*** Opening of Data to examine ***

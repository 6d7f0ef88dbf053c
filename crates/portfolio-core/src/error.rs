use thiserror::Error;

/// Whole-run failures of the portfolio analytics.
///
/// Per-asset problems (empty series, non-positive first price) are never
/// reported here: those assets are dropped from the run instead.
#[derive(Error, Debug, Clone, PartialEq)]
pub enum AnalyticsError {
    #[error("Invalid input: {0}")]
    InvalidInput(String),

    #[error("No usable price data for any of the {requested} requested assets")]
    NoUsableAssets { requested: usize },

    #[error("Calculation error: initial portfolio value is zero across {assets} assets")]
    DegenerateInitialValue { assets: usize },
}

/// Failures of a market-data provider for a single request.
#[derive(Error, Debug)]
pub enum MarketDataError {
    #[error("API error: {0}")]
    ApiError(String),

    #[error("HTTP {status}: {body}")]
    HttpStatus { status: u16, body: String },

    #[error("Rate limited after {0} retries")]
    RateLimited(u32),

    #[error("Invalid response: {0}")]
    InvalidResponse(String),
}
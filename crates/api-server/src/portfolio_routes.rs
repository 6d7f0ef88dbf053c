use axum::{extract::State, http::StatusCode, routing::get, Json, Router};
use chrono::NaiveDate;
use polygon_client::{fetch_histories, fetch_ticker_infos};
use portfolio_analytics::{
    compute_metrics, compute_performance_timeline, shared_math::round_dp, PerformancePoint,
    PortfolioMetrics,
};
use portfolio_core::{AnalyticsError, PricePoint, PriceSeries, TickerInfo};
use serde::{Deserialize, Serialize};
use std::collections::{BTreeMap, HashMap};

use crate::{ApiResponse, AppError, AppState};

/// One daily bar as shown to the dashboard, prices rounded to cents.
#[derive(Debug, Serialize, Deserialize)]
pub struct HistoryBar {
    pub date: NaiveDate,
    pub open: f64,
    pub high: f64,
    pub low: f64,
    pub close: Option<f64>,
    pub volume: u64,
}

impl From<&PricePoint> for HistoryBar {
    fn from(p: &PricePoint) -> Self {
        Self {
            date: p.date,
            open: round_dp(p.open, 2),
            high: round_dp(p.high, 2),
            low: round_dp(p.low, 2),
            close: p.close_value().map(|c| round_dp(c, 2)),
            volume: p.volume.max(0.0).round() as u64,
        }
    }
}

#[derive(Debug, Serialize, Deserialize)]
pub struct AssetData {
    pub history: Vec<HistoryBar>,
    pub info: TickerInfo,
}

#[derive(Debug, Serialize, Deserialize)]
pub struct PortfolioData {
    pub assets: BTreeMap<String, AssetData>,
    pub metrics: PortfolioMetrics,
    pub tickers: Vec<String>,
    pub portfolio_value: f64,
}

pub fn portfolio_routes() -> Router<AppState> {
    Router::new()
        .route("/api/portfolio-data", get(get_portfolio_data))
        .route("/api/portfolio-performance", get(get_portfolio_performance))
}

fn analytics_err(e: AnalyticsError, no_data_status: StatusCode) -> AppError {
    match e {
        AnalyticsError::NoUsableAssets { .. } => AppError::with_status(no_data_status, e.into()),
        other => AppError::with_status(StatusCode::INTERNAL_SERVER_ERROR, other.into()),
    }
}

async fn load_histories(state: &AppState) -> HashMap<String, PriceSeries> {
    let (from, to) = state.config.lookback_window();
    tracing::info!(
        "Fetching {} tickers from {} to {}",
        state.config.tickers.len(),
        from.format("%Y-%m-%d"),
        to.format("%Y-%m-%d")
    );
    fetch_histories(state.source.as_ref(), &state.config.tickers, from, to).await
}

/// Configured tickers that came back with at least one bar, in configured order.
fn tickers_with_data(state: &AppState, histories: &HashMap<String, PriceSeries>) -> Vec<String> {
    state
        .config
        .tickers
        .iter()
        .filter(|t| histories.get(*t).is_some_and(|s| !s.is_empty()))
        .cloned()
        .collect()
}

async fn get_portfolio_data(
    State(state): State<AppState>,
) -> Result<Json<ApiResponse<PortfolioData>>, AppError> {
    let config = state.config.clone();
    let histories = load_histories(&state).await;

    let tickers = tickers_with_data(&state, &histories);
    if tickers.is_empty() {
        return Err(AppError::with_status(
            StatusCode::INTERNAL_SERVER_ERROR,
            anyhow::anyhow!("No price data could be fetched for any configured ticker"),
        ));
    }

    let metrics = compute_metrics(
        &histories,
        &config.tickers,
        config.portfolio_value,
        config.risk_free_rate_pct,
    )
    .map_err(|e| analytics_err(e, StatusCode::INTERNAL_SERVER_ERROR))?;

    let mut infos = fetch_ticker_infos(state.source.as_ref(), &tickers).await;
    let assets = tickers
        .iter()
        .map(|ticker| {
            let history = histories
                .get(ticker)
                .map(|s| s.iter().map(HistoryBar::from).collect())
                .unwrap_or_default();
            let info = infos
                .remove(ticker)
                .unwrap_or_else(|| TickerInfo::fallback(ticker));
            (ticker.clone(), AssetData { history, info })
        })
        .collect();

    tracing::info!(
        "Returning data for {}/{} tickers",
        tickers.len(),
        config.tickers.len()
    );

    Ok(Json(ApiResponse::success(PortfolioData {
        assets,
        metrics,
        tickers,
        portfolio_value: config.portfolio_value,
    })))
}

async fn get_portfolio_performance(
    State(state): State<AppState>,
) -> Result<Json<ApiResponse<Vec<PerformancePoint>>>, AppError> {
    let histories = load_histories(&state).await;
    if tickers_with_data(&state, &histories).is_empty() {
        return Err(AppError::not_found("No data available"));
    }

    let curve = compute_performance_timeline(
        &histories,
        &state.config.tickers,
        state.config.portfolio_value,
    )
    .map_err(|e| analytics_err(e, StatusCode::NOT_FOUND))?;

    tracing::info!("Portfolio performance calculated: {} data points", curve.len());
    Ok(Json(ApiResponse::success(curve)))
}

*** Close of Data to examine ***

The answer must be a word-for-word reproduction of every record above.

repository 6d7f0ef88dbf053c
filename crates/portfolio-core/src/error.rs
use thiserror::Error;

/// Whole-run failures of the portfolio analytics.
///
/// Per-asset problems (empty series, non-positive first price) are never
/// reported here: those assets are dropped from the run instead.
#[derive(Error, Debug, Clone, PartialEq)]
pub enum AnalyticsError {
    #[error("Invalid input: {0}")]
    InvalidInput(String),

    #[error("No usable price data for any of the {requested} requested assets")]
    NoUsableAssets { requested: usize },

    #[error("Calculation error: initial portfolio value is zero across {assets} assets")]
    DegenerateInitialValue { assets: usize },
}

/// Failures of a market-data provider for a single request.
#[derive(Error, Debug)]
pub enum MarketDataError {
    #[error("API error: {0}")]
    ApiError(String),

    #[error("HTTP {status}: {body}")]
    HttpStatus { status: u16, body: String },

    #[error("Rate limited after {0} retries")]
    RateLimited(u32),

    #[error("Invalid response: {0}")]
    InvalidResponse(String),
}
filename crates/api-server/src/portfolio_routes.rs
repository 6d7f0ef88dbf053c
use axum::{extract::State, http::StatusCode, routing::get, Json, Router};
use chrono::NaiveDate;
use polygon_client::{fetch_histories, fetch_ticker_infos};
use portfolio_analytics::{
    compute_metrics, compute_performance_timeline, shared_math::round_dp, PerformancePoint,
    PortfolioMetrics,
};
use portfolio_core::{AnalyticsError, PricePoint, PriceSeries, TickerInfo};
use serde::{Deserialize, Serialize};
use std::collections::{BTreeMap, HashMap};

use crate::{ApiResponse, AppError, AppState};

/// One daily bar as shown to the dashboard, prices rounded to cents.
#[derive(Debug, Serialize, Deserialize)]
pub struct HistoryBar {
    pub date: NaiveDate,
    pub open: f64,
    pub high: f64,
    pub low: f64,
    pub close: Option<f64>,
    pub volume: u64,
}

impl From<&PricePoint> for HistoryBar {
    fn from(p: &PricePoint) -> Self {
        Self {
            date: p.date,
            open: round_dp(p.open, 2),
            high: round_dp(p.high, 2),
            low: round_dp(p.low, 2),
            close: p.close_value().map(|c| round_dp(c, 2)),
            volume: p.volume.max(0.0).round() as u64,
        }
    }
}

#[derive(Debug, Serialize, Deserialize)]
pub struct AssetData {
    pub history: Vec<HistoryBar>,
    pub info: TickerInfo,
}

#[derive(Debug, Serialize, Deserialize)]
pub struct PortfolioData {
    pub assets: BTreeMap<String, AssetData>,
    pub metrics: PortfolioMetrics,
    pub tickers: Vec<String>,
    pub portfolio_value: f64,
}

pub fn portfolio_routes() -> Router<AppState> {
    Router::new()
        .route("/api/portfolio-data", get(get_portfolio_data))
        .route("/api/portfolio-performance", get(get_portfolio_performance))
}

fn analytics_err(e: AnalyticsError, no_data_status: StatusCode) -> AppError {
    match e {
        AnalyticsError::NoUsableAssets { .. } => AppError::with_status(no_data_status, e.into()),
        other => AppError::with_status(StatusCode::INTERNAL_SERVER_ERROR, other.into()),
    }
}

async fn load_histories(state: &AppState) -> HashMap<String, PriceSeries> {
    let (from, to) = state.config.lookback_window();
    tracing::info!(
        "Fetching {} tickers from {} to {}",
        state.config.tickers.len(),
        from.format("%Y-%m-%d"),
        to.format("%Y-%m-%d")
    );
    fetch_histories(state.source.as_ref(), &state.config.tickers, from, to).await
}

/// Configured tickers that came back with at least one bar, in configured order.
fn tickers_with_data(state: &AppState, histories: &HashMap<String, PriceSeries>) -> Vec<String> {
    state
        .config
        .tickers
        .iter()
        .filter(|t| histories.get(*t).is_some_and(|s| !s.is_empty()))
        .cloned()
        .collect()
}

async fn get_portfolio_data(
    State(state): State<AppState>,
) -> Result<Json<ApiResponse<PortfolioData>>, AppError> {
    let config = state.config.clone();
    let histories = load_histories(&state).await;

    let tickers = tickers_with_data(&state, &histories);
    if tickers.is_empty() {
        return Err(AppError::with_status(
            StatusCode::INTERNAL_SERVER_ERROR,
            anyhow::anyhow!("No price data could be fetched for any configured ticker"),
        ));
    }

    let metrics = compute_metrics(
        &histories,
        &config.tickers,
        config.portfolio_value,
        config.risk_free_rate_pct,
    )
    .map_err(|e| analytics_err(e, StatusCode::INTERNAL_SERVER_ERROR))?;

    let mut infos = fetch_ticker_infos(state.source.as_ref(), &tickers).await;
    let assets = tickers
        .iter()
        .map(|ticker| {
            let history = histories
                .get(ticker)
                .map(|s| s.iter().map(HistoryBar::from).collect())
                .unwrap_or_default();
            let info = infos
                .remove(ticker)
                .unwrap_or_else(|| TickerInfo::fallback(ticker));
            (ticker.clone(), AssetData { history, info })
        })
        .collect();

    tracing::info!(
        "Returning data for {}/{} tickers",
        tickers.len(),
        config.tickers.len()
    );

    Ok(Json(ApiResponse::success(PortfolioData {
        assets,
        metrics,
        tickers,
        portfolio_value: config.portfolio_value,
    })))
}

async fn get_portfolio_performance(
    State(state): State<AppState>,
) -> Result<Json<ApiResponse<Vec<PerformancePoint>>>, AppError> {
    let histories = load_histories(&state).await;
    if tickers_with_data(&state, &histories).is_empty() {
        return Err(AppError::not_found("No data available"));
    }

    let curve = compute_performance_timeline(
        &histories,
        &state.config.tickers,
        state.config.portfolio_value,
    )
    .map_err(|e| analytics_err(e, StatusCode::NOT_FOUND))?;

    tracing::info!("Portfolio performance calculated: {} data points", curve.len());
    Ok(Json(ApiResponse::success(curve)))
}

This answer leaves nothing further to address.